The employer submitted that “[The flight attendant] was aware of the safety risks associated with the consumption of alcohol whilst engaged in a safety critical role and that consuming alcohol breached Qantas’s policies.”
On top of that, the Civil Aviation Regulations “prohibit any person acting as a member of the operating crew of an aircraft to have consumed any alcoholic liquor during the period of eight hours immediately preceding the departure of the aircraft or to be under the influence of alcohol while part of the operating crew.”
This fact alone was reason enough to dismiss her employment and it was one of the reasons why Bull found that Qantas had a valid reason for dismissal.
“A failure to comply with a lawful and reasonable policy is a breach of the fundamental term of the contract of employment that obliges employees to comply with the lawful and reasonable directions of the employer. In this way, a substantial and wilful breach of a policy will often, if not usually, constitute a ‘valid reason’ for dismissal,” wrote Bull.
“Consuming on her own admission one quarter of a litre bottle of vodka provided the respondent with a valid reason for her dismissal.
“The applicant’s untruthfulness also provided a valid reason for her dismissal. It was an ongoing course of deception that led the respondent into inquiries over a lengthy period that it need not have embarked upon.”
A complex case
Bull writes that dismissals are never black and white. This case is particularly complex and he shows that by referencing the case of McHugh and Gummow JJ in Byrne v Australian Airlines.
“It may be that the termination is harsh but not unjust or unreasonable, unjust but not harsh or unreasonable, or unreasonable but not harsh or unjust. In many cases the concepts will overlap.”
He went on to say that “Of all the matters put forward on [the flight attendant’s] behalf alleging unfairness including her personal circumstances, I consider her 31 years of good service as the most compelling.”

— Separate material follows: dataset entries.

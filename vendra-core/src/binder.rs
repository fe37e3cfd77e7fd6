//! Service Binder
//!
//! Binds abstract contracts to concrete instances for one unit of work,
//! parameterized by the platform target the detector resolved. A binder is
//! constructed per request and thrown away with it: the same process serves
//! requests for multiple platforms concurrently, so bindings are never cached
//! across requests.

use crate::error::Error;
use crate::platform::ResolvedTarget;
use crate::registry::ContractRegistry;
use std::any::type_name;
use std::sync::Arc;
use tracing::debug;

/// Per-unit-of-work binder over the contract registry
pub struct ServiceBinder {
    registry: ContractRegistry,
    target: ResolvedTarget,
}

impl ServiceBinder {
    pub fn new(registry: ContractRegistry, target: ResolvedTarget) -> Self {
        Self { registry, target }
    }

    /// The resolved target this binder serves
    pub fn target(&self) -> ResolvedTarget {
        self.target
    }

    /// Bind contract `C` to the concrete registered for this binder's
    /// platform.
    ///
    /// Scans the candidate list in insertion order; the first entry whose
    /// declared platform matches wins. A missing binding is a deployment
    /// defect and fails hard with [`Error::NoImplementationFound`] — it is
    /// never silently defaulted.
    pub fn bind<C>(&self) -> Result<Arc<C>, Error>
    where
        C: ?Sized + Send + Sync + 'static,
    {
        let entries = self.registry.entries_for::<C>(self.target.version);

        for entry in &entries {
            if entry.platform == self.target.platform {
                let instance = entry
                    .instance
                    .clone()
                    .downcast::<Arc<C>>()
                    .map_err(|_| {
                        Error::Internal(format!(
                            "registry entry for '{}' holds an unexpected type",
                            type_name::<C>()
                        ))
                    })?;

                debug!(
                    contract = type_name::<C>(),
                    concrete = entry.concrete,
                    platform = %self.target.platform,
                    "Contract bound"
                );
                return Ok(Arc::clone(&instance));
            }
        }

        Err(Error::NoImplementationFound {
            contract: type_name::<C>().to_string(),
            platform: self.target.platform.to_string(),
        })
    }
}

#[cfg(test)]
mod tests {
    use super::*;
    use crate::platform::Platform;
    use crate::version::ApiVersion;

    trait CheckoutService: Send + Sync {
        fn surface(&self) -> &'static str;
    }

    struct WebCheckout;
    impl CheckoutService for WebCheckout {
        fn surface(&self) -> &'static str {
            "web"
        }
    }

    struct MobileCheckout;
    impl CheckoutService for MobileCheckout {
        fn surface(&self) -> &'static str {
            "mobile"
        }
    }

    fn registry() -> ContractRegistry {
        let registry = ContractRegistry::new();
        registry
            .register::<dyn CheckoutService>(
                ApiVersion::V1,
                Platform::Web,
                "WebCheckout",
                Arc::new(WebCheckout),
            )
            .unwrap();
        registry
            .register::<dyn CheckoutService>(
                ApiVersion::V1,
                Platform::Mobile,
                "MobileCheckout",
                Arc::new(MobileCheckout),
            )
            .unwrap();
        registry
    }

    fn target(platform: Platform) -> ResolvedTarget {
        ResolvedTarget {
            version: ApiVersion::V1,
            platform,
        }
    }

    #[test]
    fn binds_the_matching_platform() {
        let binder = ServiceBinder::new(registry(), target(Platform::Mobile));
        let service = binder.bind::<dyn CheckoutService>().unwrap();
        assert_eq!(service.surface(), "mobile");
    }

    #[test]
    fn binding_is_deterministic() {
        let binder = ServiceBinder::new(registry(), target(Platform::Web));
        for _ in 0..10 {
            let service = binder.bind::<dyn CheckoutService>().unwrap();
            assert_eq!(service.surface(), "web");
        }
    }

    #[test]
    fn missing_binding_fails_hard() {
        let binder = ServiceBinder::new(
            registry(),
            ResolvedTarget {
                version: ApiVersion::V2,
                platform: Platform::Web,
            },
        );
        let result = binder.bind::<dyn CheckoutService>();
        match result {
            Err(Error::NoImplementationFound { contract, platform }) => {
                assert!(contract.contains("CheckoutService"));
                assert_eq!(platform, "web");
            }
            other => panic!("expected NoImplementationFound, got {:?}", other.err()),
        }
    }

    #[test]
    fn binders_with_different_platforms_coexist() {
        let registry = registry();
        let web = ServiceBinder::new(registry.clone(), target(Platform::Web));
        let mobile = ServiceBinder::new(registry, target(Platform::Mobile));

        assert_eq!(web.bind::<dyn CheckoutService>().unwrap().surface(), "web");
        assert_eq!(
            mobile.bind::<dyn CheckoutService>().unwrap().surface(),
            "mobile"
        );
    }
}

However length of service does not automatically outweigh a decision. Bull this time references the decision of Dawson v Qantas Airways Limited.
“We note the Applicant has been a long serving employee of the Respondent for 28 years and that, at 50 years of age, it may be difficult to gain employment as a flight attendant. Further, we empathise with the personal, family and financial circumstances of the Applicant. However, we are not satisfied that those circumstances outweigh the prohibited conduct the Applicant engaged in when employed by the Respondent.”

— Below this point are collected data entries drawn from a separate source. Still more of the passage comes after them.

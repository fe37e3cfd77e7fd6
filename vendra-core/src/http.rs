// Request descriptor handed in by the host server

use std::collections::HashMap;

/// A parsed view of an inbound request.
///
/// The platform core never touches sockets; the host server hands in the
/// already-parsed pieces the core needs: method, path and headers. Header
/// names are stored lowercased so lookups are case-insensitive.
#[derive(Debug, Clone)]
pub struct RequestDescriptor {
    pub method: String,
    pub path: String,
    pub headers: HashMap<String, String>,
}

impl RequestDescriptor {
    pub fn new(method: impl Into<String>, path: impl Into<String>) -> Self {
        Self {
            method: method.into(),
            path: path.into(),
            headers: HashMap::new(),
        }
    }

    /// Add a header (name lowercased on insert)
    pub fn with_header(mut self, name: impl Into<String>, value: impl Into<String>) -> Self {
        self.headers.insert(name.into().to_lowercase(), value.into());
        self
    }

    /// Get a header by name, case-insensitively
    pub fn header(&self, name: &str) -> Option<&str> {
        self.headers.get(&name.to_lowercase()).map(String::as_str)
    }

    /// The request's Host header, looked up verbatim for tenant resolution
    pub fn host(&self) -> Option<&str> {
        self.header("host")
    }
}

/// How a unit of work was started.
///
/// Background and administrative invocations carry no request context, so
/// platform detection treats them differently from real traffic.
#[derive(Debug, Clone)]
pub enum Invocation {
    /// An inbound HTTP request
    Http(RequestDescriptor),
    /// A console/background invocation with no request descriptor
    Console,
}

impl Invocation {
    pub fn is_console(&self) -> bool {
        matches!(self, Invocation::Console)
    }
}

#[cfg(test)]
mod tests {
    use super::*;

    #[test]
    fn headers_are_case_insensitive() {
        let request = RequestDescriptor::new("GET", "/api/v1/orders")
            .with_header("X-Platform", "web")
            .with_header("Host", "store1.example.com");

        assert_eq!(request.header("x-platform"), Some("web"));
        assert_eq!(request.header("X-PLATFORM"), Some("web"));
        assert_eq!(request.host(), Some("store1.example.com"));
    }

    #[test]
    fn console_invocation() {
        assert!(Invocation::Console.is_console());
        let http = Invocation::Http(RequestDescriptor::new("GET", "/"));
        assert!(!http.is_console());
    }
}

Bull empathised with the flight attendant as “it is regrettable that her poor judgement…has resulted in her loss of employment…There may have been a different outcome had [the flight attendant] been upfront and honest when it was first alleged she had consumed alcohol from company stores while on duty.”

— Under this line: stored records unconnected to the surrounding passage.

//! Integration tests for the end-to-end merchant workflows: platform
//! detection, per-platform service binding, tenant signup and tenant-scoped
//! request handling.

use std::sync::Arc;

use vendra::prelude::*;
use vendra_tenancy::seeding::merchant_admin_structure;
use vendra_tenancy::{InMemoryCacheProvider, InMemoryDatabaseProvider, InMemoryTenantDirectory};

// A platform-differentiated contract, as application code would declare it
trait PaymentFlow: Send + Sync {
    fn redirect_based(&self) -> bool;
}

struct HostedCheckout;
impl PaymentFlow for HostedCheckout {
    fn redirect_based(&self) -> bool {
        true
    }
}

struct NativeSdkCheckout;
impl PaymentFlow for NativeSdkCheckout {
    fn redirect_based(&self) -> bool {
        false
    }
}

fn registry() -> ContractRegistry {
    let registry = ContractRegistry::new();
    registry
        .register::<dyn PaymentFlow>(
            ApiVersion::V1,
            Platform::Web,
            "HostedCheckout",
            Arc::new(HostedCheckout),
        )
        .unwrap();
    registry
        .register::<dyn PaymentFlow>(
            ApiVersion::V1,
            Platform::Mobile,
            "NativeSdkCheckout",
            Arc::new(NativeSdkCheckout),
        )
        .unwrap();
    registry
}

struct Backends {
    directory: Arc<InMemoryTenantDirectory>,
    provider: Arc<InMemoryDatabaseProvider>,
    cache: Arc<InMemoryCacheProvider>,
}

impl Backends {
    fn new() -> Self {
        Self {
            directory: Arc::new(InMemoryTenantDirectory::new()),
            provider: Arc::new(InMemoryDatabaseProvider::new()),
            cache: Arc::new(InMemoryCacheProvider::new()),
        }
    }

    fn provisioner(&self) -> TenantProvisioner {
        TenantProvisioner::new(
            self.directory.clone(),
            self.provider.clone(),
            self.cache.clone(),
            self.provider.clone(),
            self.provider.clone(),
        )
    }
}

fn signup_request(domain: &str, email: &str) -> CreateTenantRequest {
    CreateTenantRequest::new(
        "Store One",
        domain,
        NewUser::new("Olive Owner", email, "$argon2id$test-hash"),
    )
}

#[tokio::test]
async fn merchant_signup_then_platform_routed_request() {
    let backends = Backends::new();
    let provisioner = backends.provisioner();

    // Merchant signs up with their storefront domain
    let (tenant, owner) = provisioner
        .create_tenant(&signup_request("store1.example.com", "owner@store1.example.com"))
        .await
        .unwrap();
    assert!(tenant.is_active());
    assert_eq!(owner.role, "merchant_admin");

    // A mobile request for that storefront arrives
    let request = RequestDescriptor::new("POST", "/api/v1/checkout")
        .with_header("Host", "store1.example.com")
        .with_header("X-Platform", "mobile");

    let detector = PlatformDetector::new(PlatformConfig::default());
    let target = detector.detect(&Invocation::Http(request.clone())).unwrap();
    assert_eq!(target.platform, Platform::Mobile);

    // The binder hands out the mobile implementation for this request only
    let binder = ServiceBinder::new(registry(), target);
    let flow = binder.bind::<dyn PaymentFlow>().unwrap();
    assert!(!flow.redirect_based());

    // The request resolves to the signed-up tenant and runs in its context
    let resolver = DomainTenantResolver::new(backends.directory.clone());
    let resolved = resolver.resolve(&request).await.unwrap();
    assert_eq!(resolved.id, tenant.id);

    let contexts =
        TenantContextManager::new(backends.provider.clone(), backends.cache.clone());
    let found = contexts
        .run_in_tenant_context(&resolved, |active| {
            let users = backends.provider.clone();
            async move {
                users
                    .find_by_email(active.database().name(), "owner@store1.example.com")
                    .await
            }
        })
        .await
        .unwrap()
        .unwrap();
    assert_eq!(found, owner);
    assert!(contexts.is_central());
}

#[tokio::test]
async fn web_and_mobile_requests_bind_different_implementations() {
    let detector = PlatformDetector::new(PlatformConfig::default());
    let registry = registry();

    let web_target = detector
        .detect(&Invocation::Http(
            RequestDescriptor::new("GET", "/api/v1/checkout").with_header("X-Platform", "web"),
        ))
        .unwrap();
    let mobile_target = detector
        .detect(&Invocation::Http(
            RequestDescriptor::new("GET", "/api/v1/checkout").with_header("X-Platform", "mobile"),
        ))
        .unwrap();

    let web = ServiceBinder::new(registry.clone(), web_target);
    let mobile = ServiceBinder::new(registry, mobile_target);

    assert!(web.bind::<dyn PaymentFlow>().unwrap().redirect_based());
    assert!(!mobile.bind::<dyn PaymentFlow>().unwrap().redirect_based());
}

#[tokio::test]
async fn seeded_permissions_match_the_declared_structure() {
    let backends = Backends::new();
    let (tenant, _owner) = backends
        .provisioner()
        .create_tenant(&signup_request("store1.example.com", "owner@store1.example.com"))
        .await
        .unwrap();

    let structure: RoleStructure = serde_json::from_value(serde_json::json!({
        "merchant_admin": {
            "users": "c,r,u,d",
            "roles": "c,r,u,d",
            "products": "c,r,u,d",
            "orders": "c,r,u,d",
            "settings": "r,u"
        }
    }))
    .unwrap();
    assert_eq!(structure, merchant_admin_structure());

    let granted = backends
        .provider
        .permissions_of(&tenant.database_name(), "merchant_admin")
        .await
        .unwrap();
    assert_eq!(granted, structure.slugs_for("merchant_admin"));
    assert!(granted.contains(&"create-products".to_string()));
    assert!(!granted.contains(&"delete-settings".to_string()));
}

#[tokio::test]
async fn duplicate_domain_signup_fails_without_side_effects() {
    let backends = Backends::new();
    let provisioner = backends.provisioner();

    provisioner
        .create_tenant(&signup_request("store1.example.com", "owner@store1.example.com"))
        .await
        .unwrap();

    let result = provisioner
        .create_tenant(&signup_request("store1.example.com", "rival@store2.example.com"))
        .await;
    assert!(matches!(result, Err(TenantError::DuplicateDomain(_))));

    assert_eq!(backends.directory.tenant_count().await.unwrap(), 1);
    assert_eq!(backends.directory.domain_count().await.unwrap(), 1);
    assert_eq!(backends.provider.database_names().len(), 1);
}

#[tokio::test]
async fn suspended_tenant_stops_serving_traffic() {
    let backends = Backends::new();
    let provisioner = backends.provisioner();
    let (tenant, _owner) = provisioner
        .create_tenant(&signup_request("store1.example.com", "owner@store1.example.com"))
        .await
        .unwrap();

    provisioner.suspend_tenant(tenant.id).await.unwrap();

    let resolver = DomainTenantResolver::new(backends.directory.clone());
    let request = RequestDescriptor::new("GET", "/api/v1/orders")
        .with_header("Host", "store1.example.com");
    let result = resolver.resolve(&request).await;
    assert!(matches!(
        result,
        Err(TenantError::NotActive(TenantStatus::Suspended))
    ));

    // Reactivation restores service
    provisioner.activate_tenant(tenant.id).await.unwrap();
    assert!(resolver.resolve(&request).await.unwrap().is_active());
}

#[tokio::test]
async fn dependency_container_serves_shared_services() {
    // Cross-cutting services that are not platform-differentiated live in
    // the container rather than the contract registry.
    struct Pricing {
        tax_rate_bp: u32,
    }

    let container = Container::new();
    container.register(Pricing { tax_rate_bp: 2100 });

    let pricing = container.resolve::<Pricing>().unwrap();
    assert_eq!(pricing.tax_rate_bp, 2100);
}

The takeaway is exactly this point. What constitutes “unfair dismissal” is decided upon a case by case basis, and arrived at by looking at the particulars of the dismissal decision and the context around it. Qantas confirming with the duty-free store about its purchase history seems like it may have been crucial. So, for HR, the lesson is to gather all the appropriate evidence before making employment decisions. Because sometimes a single reason won’t be enough.